Input for this task →

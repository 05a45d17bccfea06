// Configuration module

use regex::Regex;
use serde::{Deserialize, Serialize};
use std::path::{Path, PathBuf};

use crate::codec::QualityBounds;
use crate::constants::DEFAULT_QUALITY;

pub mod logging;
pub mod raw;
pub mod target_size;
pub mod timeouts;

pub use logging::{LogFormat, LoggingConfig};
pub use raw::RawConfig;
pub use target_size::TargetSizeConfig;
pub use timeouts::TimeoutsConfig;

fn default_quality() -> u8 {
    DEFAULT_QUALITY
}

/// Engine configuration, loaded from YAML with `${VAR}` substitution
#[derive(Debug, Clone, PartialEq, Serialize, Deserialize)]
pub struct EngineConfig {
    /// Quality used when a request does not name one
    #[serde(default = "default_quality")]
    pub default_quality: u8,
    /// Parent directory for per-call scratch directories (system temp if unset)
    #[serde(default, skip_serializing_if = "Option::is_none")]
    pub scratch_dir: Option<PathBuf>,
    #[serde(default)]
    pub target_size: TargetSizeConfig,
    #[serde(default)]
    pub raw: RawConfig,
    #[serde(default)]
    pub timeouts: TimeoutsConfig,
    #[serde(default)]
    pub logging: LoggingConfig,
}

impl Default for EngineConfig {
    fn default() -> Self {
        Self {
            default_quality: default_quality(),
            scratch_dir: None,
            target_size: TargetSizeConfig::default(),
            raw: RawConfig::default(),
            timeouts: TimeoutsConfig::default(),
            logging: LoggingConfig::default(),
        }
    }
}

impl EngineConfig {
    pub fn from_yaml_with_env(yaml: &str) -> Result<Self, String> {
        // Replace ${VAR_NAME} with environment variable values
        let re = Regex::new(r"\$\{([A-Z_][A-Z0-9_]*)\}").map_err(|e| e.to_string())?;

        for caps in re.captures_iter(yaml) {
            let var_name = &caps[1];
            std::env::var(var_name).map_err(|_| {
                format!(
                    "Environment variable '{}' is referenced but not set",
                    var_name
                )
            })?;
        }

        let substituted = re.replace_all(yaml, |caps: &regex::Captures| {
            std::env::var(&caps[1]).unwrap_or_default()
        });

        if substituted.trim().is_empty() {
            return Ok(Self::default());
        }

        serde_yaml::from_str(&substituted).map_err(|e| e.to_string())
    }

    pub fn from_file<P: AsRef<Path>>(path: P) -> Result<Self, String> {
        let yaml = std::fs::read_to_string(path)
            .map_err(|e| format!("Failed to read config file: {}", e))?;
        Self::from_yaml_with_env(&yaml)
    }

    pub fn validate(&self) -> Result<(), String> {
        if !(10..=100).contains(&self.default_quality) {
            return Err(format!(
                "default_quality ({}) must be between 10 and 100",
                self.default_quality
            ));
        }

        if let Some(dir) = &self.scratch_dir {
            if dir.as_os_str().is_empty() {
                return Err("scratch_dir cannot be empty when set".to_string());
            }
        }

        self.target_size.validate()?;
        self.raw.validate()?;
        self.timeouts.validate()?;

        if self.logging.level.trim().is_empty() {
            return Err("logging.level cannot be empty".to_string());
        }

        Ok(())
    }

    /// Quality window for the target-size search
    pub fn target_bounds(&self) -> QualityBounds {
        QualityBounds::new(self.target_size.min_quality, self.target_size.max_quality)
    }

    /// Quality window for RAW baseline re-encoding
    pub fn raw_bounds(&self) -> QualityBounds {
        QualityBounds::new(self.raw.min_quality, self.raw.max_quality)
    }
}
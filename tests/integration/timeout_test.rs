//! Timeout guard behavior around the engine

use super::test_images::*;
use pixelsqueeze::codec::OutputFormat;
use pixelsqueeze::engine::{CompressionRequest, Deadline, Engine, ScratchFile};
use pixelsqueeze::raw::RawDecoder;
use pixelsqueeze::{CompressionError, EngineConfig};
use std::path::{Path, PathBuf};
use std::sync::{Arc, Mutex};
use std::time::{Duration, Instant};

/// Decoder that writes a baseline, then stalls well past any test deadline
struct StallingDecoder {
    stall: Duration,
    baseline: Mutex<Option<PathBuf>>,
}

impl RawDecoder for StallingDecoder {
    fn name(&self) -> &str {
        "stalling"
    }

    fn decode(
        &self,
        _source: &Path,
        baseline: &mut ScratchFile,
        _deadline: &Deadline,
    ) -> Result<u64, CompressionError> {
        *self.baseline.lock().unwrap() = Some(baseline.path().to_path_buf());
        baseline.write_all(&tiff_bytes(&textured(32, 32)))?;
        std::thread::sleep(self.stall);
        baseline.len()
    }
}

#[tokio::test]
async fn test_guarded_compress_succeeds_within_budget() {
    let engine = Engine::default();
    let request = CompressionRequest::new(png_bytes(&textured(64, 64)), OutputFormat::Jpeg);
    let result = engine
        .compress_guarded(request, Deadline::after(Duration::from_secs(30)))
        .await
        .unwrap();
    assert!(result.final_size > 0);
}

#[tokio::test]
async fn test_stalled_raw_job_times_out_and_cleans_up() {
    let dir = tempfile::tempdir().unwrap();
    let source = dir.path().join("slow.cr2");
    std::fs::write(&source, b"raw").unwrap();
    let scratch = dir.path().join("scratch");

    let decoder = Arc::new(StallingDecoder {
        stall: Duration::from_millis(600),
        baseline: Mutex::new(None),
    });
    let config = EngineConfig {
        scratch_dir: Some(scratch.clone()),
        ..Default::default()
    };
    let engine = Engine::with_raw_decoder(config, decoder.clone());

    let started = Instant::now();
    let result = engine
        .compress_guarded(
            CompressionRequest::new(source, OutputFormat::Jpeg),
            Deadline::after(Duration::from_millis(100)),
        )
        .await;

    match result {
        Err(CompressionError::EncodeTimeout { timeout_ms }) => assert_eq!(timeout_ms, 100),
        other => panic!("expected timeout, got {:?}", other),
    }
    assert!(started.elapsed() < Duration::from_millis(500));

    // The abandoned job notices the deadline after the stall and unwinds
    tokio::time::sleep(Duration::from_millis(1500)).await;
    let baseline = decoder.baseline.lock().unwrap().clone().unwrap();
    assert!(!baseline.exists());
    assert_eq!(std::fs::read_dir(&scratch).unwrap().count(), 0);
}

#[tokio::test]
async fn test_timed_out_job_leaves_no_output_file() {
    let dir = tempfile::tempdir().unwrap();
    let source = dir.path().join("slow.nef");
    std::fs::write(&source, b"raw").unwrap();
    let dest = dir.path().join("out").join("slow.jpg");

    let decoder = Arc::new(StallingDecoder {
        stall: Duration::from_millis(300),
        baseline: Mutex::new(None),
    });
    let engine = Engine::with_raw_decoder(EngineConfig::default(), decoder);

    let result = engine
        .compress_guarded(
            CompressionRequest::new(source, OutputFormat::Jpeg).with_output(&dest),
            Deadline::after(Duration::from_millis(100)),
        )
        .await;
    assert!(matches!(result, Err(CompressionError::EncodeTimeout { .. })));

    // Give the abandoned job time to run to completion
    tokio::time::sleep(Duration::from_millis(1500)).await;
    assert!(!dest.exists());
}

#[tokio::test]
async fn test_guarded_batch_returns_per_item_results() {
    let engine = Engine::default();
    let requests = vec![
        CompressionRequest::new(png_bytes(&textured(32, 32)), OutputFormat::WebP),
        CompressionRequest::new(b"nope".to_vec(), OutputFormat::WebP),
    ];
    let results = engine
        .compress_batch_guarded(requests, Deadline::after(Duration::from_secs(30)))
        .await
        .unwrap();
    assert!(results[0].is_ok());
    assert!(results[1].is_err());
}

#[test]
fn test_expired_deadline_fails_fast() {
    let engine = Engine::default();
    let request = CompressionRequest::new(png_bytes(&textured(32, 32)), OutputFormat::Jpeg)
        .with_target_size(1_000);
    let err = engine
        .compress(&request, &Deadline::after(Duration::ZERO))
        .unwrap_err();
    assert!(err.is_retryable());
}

Problem statement → Each entry needs to be copied out exactly as written.

Reply →
repository 05a45d17bccfea06
// Configuration module

use regex::Regex;
use serde::{Deserialize, Serialize};
use std::path::{Path, PathBuf};

use crate::codec::QualityBounds;
use crate::constants::DEFAULT_QUALITY;

pub mod logging;
pub mod raw;
pub mod target_size;
pub mod timeouts;

pub use logging::{LogFormat, LoggingConfig};
pub use raw::RawConfig;
pub use target_size::TargetSizeConfig;
pub use timeouts::TimeoutsConfig;

fn default_quality() -> u8 {
    DEFAULT_QUALITY
}

/// Engine configuration, loaded from YAML with `${VAR}` substitution
#[derive(Debug, Clone, PartialEq, Serialize, Deserialize)]
pub struct EngineConfig {
    /// Quality used when a request does not name one
    #[serde(default = "default_quality")]
    pub default_quality: u8,
    /// Parent directory for per-call scratch directories (system temp if unset)
    #[serde(default, skip_serializing_if = "Option::is_none")]
    pub scratch_dir: Option<PathBuf>,
    #[serde(default)]
    pub target_size: TargetSizeConfig,
    #[serde(default)]
    pub raw: RawConfig,
    #[serde(default)]
    pub timeouts: TimeoutsConfig,
    #[serde(default)]
    pub logging: LoggingConfig,
}

impl Default for EngineConfig {
    fn default() -> Self {
        Self {
            default_quality: default_quality(),
            scratch_dir: None,
            target_size: TargetSizeConfig::default(),
            raw: RawConfig::default(),
            timeouts: TimeoutsConfig::default(),
            logging: LoggingConfig::default(),
        }
    }
}

impl EngineConfig {
    pub fn from_yaml_with_env(yaml: &str) -> Result<Self, String> {
        // Replace ${VAR_NAME} with environment variable values
        let re = Regex::new(r"\$\{([A-Z_][A-Z0-9_]*)\}").map_err(|e| e.to_string())?;

        for caps in re.captures_iter(yaml) {
            let var_name = &caps[1];
            std::env::var(var_name).map_err(|_| {
                format!(
                    "Environment variable '{}' is referenced but not set",
                    var_name
                )
            })?;
        }

        let substituted = re.replace_all(yaml, |caps: &regex::Captures| {
            std::env::var(&caps[1]).unwrap_or_default()
        });

        if substituted.trim().is_empty() {
            return Ok(Self::default());
        }

        serde_yaml::from_str(&substituted).map_err(|e| e.to_string())
    }

    pub fn from_file<P: AsRef<Path>>(path: P) -> Result<Self, String> {
        let yaml = std::fs::read_to_string(path)
            .map_err(|e| format!("Failed to read config file: {}", e))?;
        Self::from_yaml_with_env(&yaml)
    }

    pub fn validate(&self) -> Result<(), String> {
        if !(10..=100).contains(&self.default_quality) {
            return Err(format!(
                "default_quality ({}) must be between 10 and 100",
                self.default_quality
            ));
        }

        if let Some(dir) = &self.scratch_dir {
            if dir.as_os_str().is_empty() {
                return Err("scratch_dir cannot be empty when set".to_string());
            }
        }

        self.target_size.validate()?;
        self.raw.validate()?;
        self.timeouts.validate()?;

        if self.logging.level.trim().is_empty() {
            return Err("logging.level cannot be empty".to_string());
        }

        Ok(())
    }

    /// Quality window for the target-size search
    pub fn target_bounds(&self) -> QualityBounds {
        QualityBounds::new(self.target_size.min_quality, self.target_size.max_quality)
    }

    /// Quality window for RAW baseline re-encoding
    pub fn raw_bounds(&self) -> QualityBounds {
        QualityBounds::new(self.raw.min_quality, self.raw.max_quality)
    }
}
filename tests/integration/timeout_test.rs
//! Timeout guard behavior around the engine

use super::test_images::*;
use pixelsqueeze::codec::OutputFormat;
use pixelsqueeze::engine::{CompressionRequest, Deadline, Engine, ScratchFile};
use pixelsqueeze::raw::RawDecoder;
use pixelsqueeze::{CompressionError, EngineConfig};
use std::path::{Path, PathBuf};
use std::sync::{Arc, Mutex};
use std::time::{Duration, Instant};

/// Decoder that writes a baseline, then stalls well past any test deadline
struct StallingDecoder {
    stall: Duration,
    baseline: Mutex<Option<PathBuf>>,
}

impl RawDecoder for StallingDecoder {
    fn name(&self) -> &str {
        "stalling"
    }

    fn decode(
        &self,
        _source: &Path,
        baseline: &mut ScratchFile,
        _deadline: &Deadline,
    ) -> Result<u64, CompressionError> {
        *self.baseline.lock().unwrap() = Some(baseline.path().to_path_buf());
        baseline.write_all(&tiff_bytes(&textured(32, 32)))?;
        std::thread::sleep(self.stall);
        baseline.len()
    }
}

#[tokio::test]
async fn test_guarded_compress_succeeds_within_budget() {
    let engine = Engine::default();
    let request = CompressionRequest::new(png_bytes(&textured(64, 64)), OutputFormat::Jpeg);
    let result = engine
        .compress_guarded(request, Deadline::after(Duration::from_secs(30)))
        .await
        .unwrap();
    assert!(result.final_size > 0);
}

#[tokio::test]
async fn test_stalled_raw_job_times_out_and_cleans_up() {
    let dir = tempfile::tempdir().unwrap();
    let source = dir.path().join("slow.cr2");
    std::fs::write(&source, b"raw").unwrap();
    let scratch = dir.path().join("scratch");

    let decoder = Arc::new(StallingDecoder {
        stall: Duration::from_millis(600),
        baseline: Mutex::new(None),
    });
    let config = EngineConfig {
        scratch_dir: Some(scratch.clone()),
        ..Default::default()
    };
    let engine = Engine::with_raw_decoder(config, decoder.clone());

    let started = Instant::now();
    let result = engine
        .compress_guarded(
            CompressionRequest::new(source, OutputFormat::Jpeg),
            Deadline::after(Duration::from_millis(100)),
        )
        .await;

    match result {
        Err(CompressionError::EncodeTimeout { timeout_ms }) => assert_eq!(timeout_ms, 100),
        other => panic!("expected timeout, got {:?}", other),
    }
    assert!(started.elapsed() < Duration::from_millis(500));

    // The abandoned job notices the deadline after the stall and unwinds
    tokio::time::sleep(Duration::from_millis(1500)).await;
    let baseline = decoder.baseline.lock().unwrap().clone().unwrap();
    assert!(!baseline.exists());
    assert_eq!(std::fs::read_dir(&scratch).unwrap().count(), 0);
}

#[tokio::test]
async fn test_timed_out_job_leaves_no_output_file() {
    let dir = tempfile::tempdir().unwrap();
    let source = dir.path().join("slow.nef");
    std::fs::write(&source, b"raw").unwrap();
    let dest = dir.path().join("out").join("slow.jpg");

    let decoder = Arc::new(StallingDecoder {
        stall: Duration::from_millis(300),
        baseline: Mutex::new(None),
    });
    let engine = Engine::with_raw_decoder(EngineConfig::default(), decoder);

    let result = engine
        .compress_guarded(
            CompressionRequest::new(source, OutputFormat::Jpeg).with_output(&dest),
            Deadline::after(Duration::from_millis(100)),
        )
        .await;
    assert!(matches!(result, Err(CompressionError::EncodeTimeout { .. })));

    // Give the abandoned job time to run to completion
    tokio::time::sleep(Duration::from_millis(1500)).await;
    assert!(!dest.exists());
}

#[tokio::test]
async fn test_guarded_batch_returns_per_item_results() {
    let engine = Engine::default();
    let requests = vec![
        CompressionRequest::new(png_bytes(&textured(32, 32)), OutputFormat::WebP),
        CompressionRequest::new(b"nope".to_vec(), OutputFormat::WebP),
    ];
    let results = engine
        .compress_batch_guarded(requests, Deadline::after(Duration::from_secs(30)))
        .await
        .unwrap();
    assert!(results[0].is_ok());
    assert!(results[1].is_err());
}

#[test]
fn test_expired_deadline_fails_fast() {
    let engine = Engine::default();
    let request = CompressionRequest::new(png_bytes(&textured(32, 32)), OutputFormat::Jpeg)
        .with_target_size(1_000);
    let err = engine
        .compress(&request, &Deadline::after(Duration::ZERO))
        .unwrap_err();
    assert!(err.is_retryable());
}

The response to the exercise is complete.